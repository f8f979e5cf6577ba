//! Scenario state, field edits and the per-session state manager

mod field;
mod runner;
mod state;

pub use field::{Domain, Field, FieldValue};
pub use runner::{GridRow, ScenarioRunner, SensitivityGrid};
pub use state::ScenarioState;

use std::sync::Arc;

use crate::baseline::BaselineConstants;
use crate::error::ValidationResult;
use crate::model::{compute_metrics, DerivedMetrics, DisplayMetrics};

/// Owns the scenario of one user session.
///
/// The state starts empty and is seeded from the baseline on first use.
/// Edits that fail validation are rejected and leave the previous value in
/// place. Sessions never share state; only the baseline is shared.
#[derive(Debug, Clone)]
pub struct ScenarioSession {
    baseline: Arc<BaselineConstants>,
    state: Option<ScenarioState>,
}

impl ScenarioSession {
    pub fn new(baseline: Arc<BaselineConstants>) -> Self {
        Self {
            baseline,
            state: None,
        }
    }

    pub fn baseline(&self) -> &BaselineConstants {
        &self.baseline
    }

    /// Whether the state has been seeded yet
    pub fn is_seeded(&self) -> bool {
        self.state.is_some()
    }

    /// Replace the whole state with baseline values
    pub fn reset(&mut self) {
        self.state = Some(ScenarioState::from_baseline(&self.baseline));
        log::debug!("Scenario reset to baseline '{}'", self.baseline.label);
    }

    fn state_mut(&mut self) -> &mut ScenarioState {
        let baseline = &self.baseline;
        self.state.get_or_insert_with(|| {
            log::debug!("Scenario seeded from baseline '{}'", baseline.label);
            ScenarioState::from_baseline(baseline)
        })
    }

    /// Snapshot of the current inputs
    pub fn get_scenario(&mut self) -> ScenarioState {
        *self.state_mut()
    }

    pub fn get(&mut self, field: Field) -> FieldValue {
        self.state_mut().get(field)
    }

    /// Validate and apply an edit given in native units
    pub fn set_field(&mut self, value: FieldValue) -> ValidationResult<()> {
        let state = self.state_mut();
        match state.set(value) {
            Ok(()) => {
                log::debug!("Accepted {}", value);
                Ok(())
            }
            Err(e) => {
                log::warn!("Rejected {}: {}", value, e);
                Err(e)
            }
        }
    }

    /// Apply an edit whose amount is in the current display unit. Money fields
    /// are converted to native first; other fields are applied unchanged.
    pub fn set_field_display(&mut self, value: FieldValue) -> ValidationResult<()> {
        let native = match value.number() {
            Some(amount) if value.field().is_monetary() => {
                let state = self.state_mut();
                value.with_number(state.to_native(amount)?)
            }
            _ => value,
        };
        self.set_field(native)
    }

    /// Apply edits in order, stopping at the first rejection. Edits before the
    /// rejected one stay applied.
    pub fn apply(&mut self, edits: &[FieldValue], display_units: bool) -> ValidationResult<()> {
        for edit in edits {
            if display_units {
                self.set_field_display(*edit)?;
            } else {
                self.set_field(*edit)?;
            }
        }
        Ok(())
    }

    /// Metrics for the current inputs, in native units
    pub fn metrics(&mut self) -> DerivedMetrics {
        compute_metrics(self.state_mut())
    }

    /// Metrics for the current inputs, in the selected display unit
    pub fn display_metrics(&mut self) -> ValidationResult<DisplayMetrics> {
        let scenario = self.get_scenario();
        let metrics = compute_metrics(&scenario);
        Ok(DisplayMetrics::from_metrics(&metrics, &scenario)?)
    }

    /// Convert a native amount for display using the session's selector and rate
    pub fn to_display(&mut self, amount_native: f64) -> ValidationResult<f64> {
        Ok(self.state_mut().to_display(amount_native)?)
    }

    /// Convert a display amount into native units
    pub fn to_native(&mut self, amount_display: f64) -> ValidationResult<f64> {
        Ok(self.state_mut().to_native(amount_display)?)
    }
}

impl Default for ScenarioSession {
    fn default() -> Self {
        Self::new(Arc::new(BaselineConstants::fy2025()))
    }
}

★ ★ ★ ★ ★ ★ ★

Assignment ▸
Take the data above and return it exactly.

Response to this exercise ▸
repository f8f979e5cf6577ba
//! Scenario state, field edits and the per-session state manager

mod field;
mod runner;
mod state;

pub use field::{Domain, Field, FieldValue};
pub use runner::{GridRow, ScenarioRunner, SensitivityGrid};
pub use state::ScenarioState;

use std::sync::Arc;

use crate::baseline::BaselineConstants;
use crate::error::ValidationResult;
use crate::model::{compute_metrics, DerivedMetrics, DisplayMetrics};

/// Owns the scenario of one user session.
///
/// The state starts empty and is seeded from the baseline on first use.
/// Edits that fail validation are rejected and leave the previous value in
/// place. Sessions never share state; only the baseline is shared.
#[derive(Debug, Clone)]
pub struct ScenarioSession {
    baseline: Arc<BaselineConstants>,
    state: Option<ScenarioState>,
}

impl ScenarioSession {
    pub fn new(baseline: Arc<BaselineConstants>) -> Self {
        Self {
            baseline,
            state: None,
        }
    }

    pub fn baseline(&self) -> &BaselineConstants {
        &self.baseline
    }

    /// Whether the state has been seeded yet
    pub fn is_seeded(&self) -> bool {
        self.state.is_some()
    }

    /// Replace the whole state with baseline values
    pub fn reset(&mut self) {
        self.state = Some(ScenarioState::from_baseline(&self.baseline));
        log::debug!("Scenario reset to baseline '{}'", self.baseline.label);
    }

    fn state_mut(&mut self) -> &mut ScenarioState {
        let baseline = &self.baseline;
        self.state.get_or_insert_with(|| {
            log::debug!("Scenario seeded from baseline '{}'", baseline.label);
            ScenarioState::from_baseline(baseline)
        })
    }

    /// Snapshot of the current inputs
    pub fn get_scenario(&mut self) -> ScenarioState {
        *self.state_mut()
    }

    pub fn get(&mut self, field: Field) -> FieldValue {
        self.state_mut().get(field)
    }

    /// Validate and apply an edit given in native units
    pub fn set_field(&mut self, value: FieldValue) -> ValidationResult<()> {
        let state = self.state_mut();
        match state.set(value) {
            Ok(()) => {
                log::debug!("Accepted {}", value);
                Ok(())
            }
            Err(e) => {
                log::warn!("Rejected {}: {}", value, e);
                Err(e)
            }
        }
    }

    /// Apply an edit whose amount is in the current display unit. Money fields
    /// are converted to native first; other fields are applied unchanged.
    pub fn set_field_display(&mut self, value: FieldValue) -> ValidationResult<()> {
        let native = match value.number() {
            Some(amount) if value.field().is_monetary() => {
                let state = self.state_mut();
                value.with_number(state.to_native(amount)?)
            }
            _ => value,
        };
        self.set_field(native)
    }

    /// Apply edits in order, stopping at the first rejection. Edits before the
    /// rejected one stay applied.
    pub fn apply(&mut self, edits: &[FieldValue], display_units: bool) -> ValidationResult<()> {
        for edit in edits {
            if display_units {
                self.set_field_display(*edit)?;
            } else {
                self.set_field(*edit)?;
            }
        }
        Ok(())
    }

    /// Metrics for the current inputs, in native units
    pub fn metrics(&mut self) -> DerivedMetrics {
        compute_metrics(self.state_mut())
    }

    /// Metrics for the current inputs, in the selected display unit
    pub fn display_metrics(&mut self) -> ValidationResult<DisplayMetrics> {
        let scenario = self.get_scenario();
        let metrics = compute_metrics(&scenario);
        Ok(DisplayMetrics::from_metrics(&metrics, &scenario)?)
    }

    /// Convert a native amount for display using the session's selector and rate
    pub fn to_display(&mut self, amount_native: f64) -> ValidationResult<f64> {
        Ok(self.state_mut().to_display(amount_native)?)
    }

    /// Convert a display amount into native units
    pub fn to_native(&mut self, amount_display: f64) -> ValidationResult<f64> {
        Ok(self.state_mut().to_native(amount_display)?)
    }
}

impl Default for ScenarioSession {
    fn default() -> Self {
        Self::new(Arc::new(BaselineConstants::fy2025()))
    }
}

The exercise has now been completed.